Epidemiology studies indicate that diet or specific dietary components can reduce the risk for cancer, cardiovascular disease and diabetes. An underlying cause of these diseases is chronic inflammation. Dietary components that are beneficial against disease seem to have multiple mechanisms of action and many also have a common mechanism of reducing inflammation, often via the NFκB pathway. Thus, a plant based diet can contain many components that reduce inflammation and can reduce the risk for developing all three of these chronic diseases. We summarize dietary components that have been shown to reduce cancer risk and two studies that show that dietary walnut can reduce cancer growth and development.

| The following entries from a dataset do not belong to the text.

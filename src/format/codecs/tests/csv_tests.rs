//! Tests for the CSV format.

use super::{file_map, test_images};
use crate::format::codecs::CsvCodec;
use crate::format::traits::{AnnotationCodec, CancelFlag};
use crate::model::{
    AnnotationSet, Category, ImageAnnotation, ImageMetaData, Point, Rect, ShapeData,
};

fn decode(content: &str) -> crate::format::traits::DecodedBatch {
    let files = file_map(&[("annotations.csv", content)]);
    CsvCodec
        .decode(&files, &test_images(), &CancelFlag::new())
        .unwrap()
}

const HEADER: &str = "image,category,color,xMin,yMin,xMax,yMax\n";

#[test]
fn test_csv_format_metadata() {
    let codec = CsvCodec;

    assert_eq!(codec.id(), "csv");
    assert!(!codec.supports_polygons());
    assert!(!codec.supports_parts());
    assert!(!codec.per_image());
}

#[test]
fn test_decode_rows() {
    let content = format!(
        "{HEADER}boat.jpg,boat,#ff0000,10,20,200,150\nbuoy.jpg,buoy,#00ff00,1,1,50,50\n"
    );
    let batch = decode(&content);

    assert!(batch.errors.is_empty(), "{:?}", batch.errors);
    assert_eq!(batch.success_count, 2);
    assert_eq!(batch.annotations.len(), 2);
    let ShapeData::Box { bounds, .. } = &batch.annotations[0].shapes[0] else {
        panic!("expected a box");
    };
    assert_eq!(*bounds, Rect::new(10.0, 20.0, 200.0, 150.0));
    assert_eq!(batch.categories[0].color, [255, 0, 0]);
}

#[test]
fn test_decode_rejects_wrong_header() {
    let batch = decode("image,label,color,x1,y1,x2,y2\nboat.jpg,boat,#ff0000,1,1,5,5\n");

    assert_eq!(batch.success_count, 0);
    assert_eq!(batch.errors.len(), 1);
    assert!(batch.errors[0].description.starts_with("Invalid header:"));
}

#[test]
fn test_decode_row_errors_name_the_line() {
    let content = format!(
        "{HEADER}\
         boat.jpg,boat,#ff0000,10,20,200\n\
         ghost.jpg,boat,#ff0000,10,20,200,150\n\
         boat.jpg,,#ff0000,10,20,200,150\n\
         boat.jpg,boat,red,10,20,200,150\n\
         boat.jpg,boat,#ff0000,10,20,abc,150\n\
         boat.jpg,boat,#ff0000,200,20,10,150\n\
         boat.jpg,boat,#ff0000,10,20,9000,150\n\
         boat.jpg,boat,#ff0000,10,20,200,150\n"
    );
    let batch = decode(&content);

    assert_eq!(batch.success_count, 1);
    let descriptions: Vec<&str> = batch.errors.iter().map(|e| e.description.as_str()).collect();
    assert_eq!(descriptions[0], "Line 2: expected 7 columns, found 6");
    assert!(descriptions[1].starts_with("Line 3: Image file ghost.jpg"));
    assert_eq!(descriptions[2], "Line 4: missing category");
    assert_eq!(descriptions[3], "Line 5: malformed color value: red");
    assert_eq!(descriptions[4], "Line 6: invalid numeric value for xMax: abc");
    assert!(descriptions[5].contains("min must be less than max"));
    assert!(descriptions[6].contains("outside image bounds"));
    assert!(batch.errors.iter().all(|e| e.source == "annotations.csv"));
}

#[test]
fn test_decode_empty_color_gets_generated_default() {
    let content = format!("{HEADER}boat.jpg,boat,,10,20,200,150\n");
    let batch = decode(&content);

    assert!(batch.errors.is_empty());
    assert_eq!(batch.categories.len(), 1);
    // Any deterministic non-empty color will do.
    assert_ne!(batch.categories[0].color, [0, 0, 0]);
}

#[test]
fn test_encode_flattens_parts_depth_first() {
    let mut set = AnnotationSet::new();
    set.add_category(Category::new("boat", [255, 0, 0]));
    set.add_category(Category::new("sail", [0, 255, 0]));
    for image in ["boat.jpg", "buoy.jpg"] {
        set.insert_image(ImageAnnotation::new(
            ImageMetaData::new(image, 640, 480),
            vec![
                ShapeData::new_box("boat", Rect::new(10.0, 10.0, 200.0, 150.0)).with_parts(vec![
                    ShapeData::new_box("sail", Rect::new(20.0, 20.0, 60.0, 100.0)),
                    ShapeData::new_box("sail", Rect::new(70.0, 20.0, 110.0, 100.0)),
                    ShapeData::new_box("sail", Rect::new(120.0, 20.0, 160.0, 100.0)),
                ]),
            ],
        ));
    }

    let batch = CsvCodec.encode(&set).unwrap();
    let content = batch.files.get("annotations.csv").unwrap();
    let lines: Vec<&str> = content.lines().collect();

    // 2 boats + 6 sails flatten to 8 data rows after the header.
    assert_eq!(lines.len(), 9);
    assert_eq!(lines[0], "image,category,color,xMin,yMin,xMax,yMax");
    assert_eq!(lines[1], "boat.jpg,boat,#ff0000,10,10,200,150");
    assert_eq!(lines[2], "boat.jpg,sail,#00ff00,20,20,60,100");
    assert_eq!(lines[5], "buoy.jpg,boat,#ff0000,10,10,200,150");
    assert_eq!(batch.shapes_encoded, 8);
}

#[test]
fn test_encode_skips_polygons_with_error() {
    let mut set = AnnotationSet::new();
    set.insert_image(ImageAnnotation::new(
        ImageMetaData::new("boat.jpg", 640, 480),
        vec![
            ShapeData::new_polygon(
                "sail",
                vec![
                    Point::new(0.0, 0.0),
                    Point::new(10.0, 0.0),
                    Point::new(5.0, 10.0),
                ],
            ),
            ShapeData::new_box("boat", Rect::new(10.0, 10.0, 200.0, 150.0)),
        ],
    ));

    let batch = CsvCodec.encode(&set).unwrap();

    assert_eq!(batch.shapes_encoded, 1);
    assert_eq!(batch.errors.len(), 1);
    assert_eq!(batch.errors[0].source, "boat.jpg");
    assert!(batch.errors[0].description.contains("Polygon shape 'sail'"));
}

Part of the mechanism for the anticancer benefit of walnut was by suppressing the activation of NFκB. In this brief review, we focus on reduction of cancer risk by dietary components and the relationship to suppression of inflammation. However, it should be remembered that most dietary components have multiple beneficial mechanisms of action that can be additive and that suppression of chronic inflammation should reduce the risk for all three chronic diseases.
Bao, Y., J. Han, F.B. Hu, E.L. Giovannucci, M.J. Stampfer, W.C. Willett, C.S. Fuchs, 2013. Association of nut consumption with total and cause-specific mortality. N Engl J Med. 369:2001-2011.
Background: Increased nut consumption has been associated with a reduced risk of major chronic diseases, including cardiovascular disease and type 2 diabetes mellitus. However, the association between nut consumption and mortality remains unclear. Methods: We examined the association between nut consumption and subsequent total and cause-specific mortality among 76,464 women in the Nurses’ Health Study (1980–2010) and 42,498 men in the Health Professionals Follow-up Study (1986–2010). Participants with a history of cancer, heart disease, or stroke were excluded. Nut consumption was assessed at baseline and updated every 2 to 4 years. Results: During 3,038,853 person-years of follow-up, 16,200 women and 11,229 men died. Nut consumption was inversely associated with total mortality among both women and men, after adjustment for other known or suspected risk factors. The pooled multivariate hazard ratios for death among participants who ate nuts, as compared with those who did not, were 0.93 (95% confidence interval [CI], 0.90 to 0.96) for the consumption of nuts less than once per week, 0.89 (95% CI, 0.86 to 0.93) for once per week, 0.87 (95% CI, 0.83 to 0.90) for two to four times per week, 0.85 (95% CI, 0.79 to 0.91) for five or six times per week, and 0.80 (95% CI, 0.73 to 0.86) for seven or more times per week (P<0.001 for trend). Significant inverse associations were also observed between nut consumption and deaths due to cancer, heart disease, and respiratory disease. Conclusions: In two large, independent cohorts of nurses and other health professionals, the frequency of nut consumption was inversely associated with total and cause-specific mortality, independently of other predictors of death.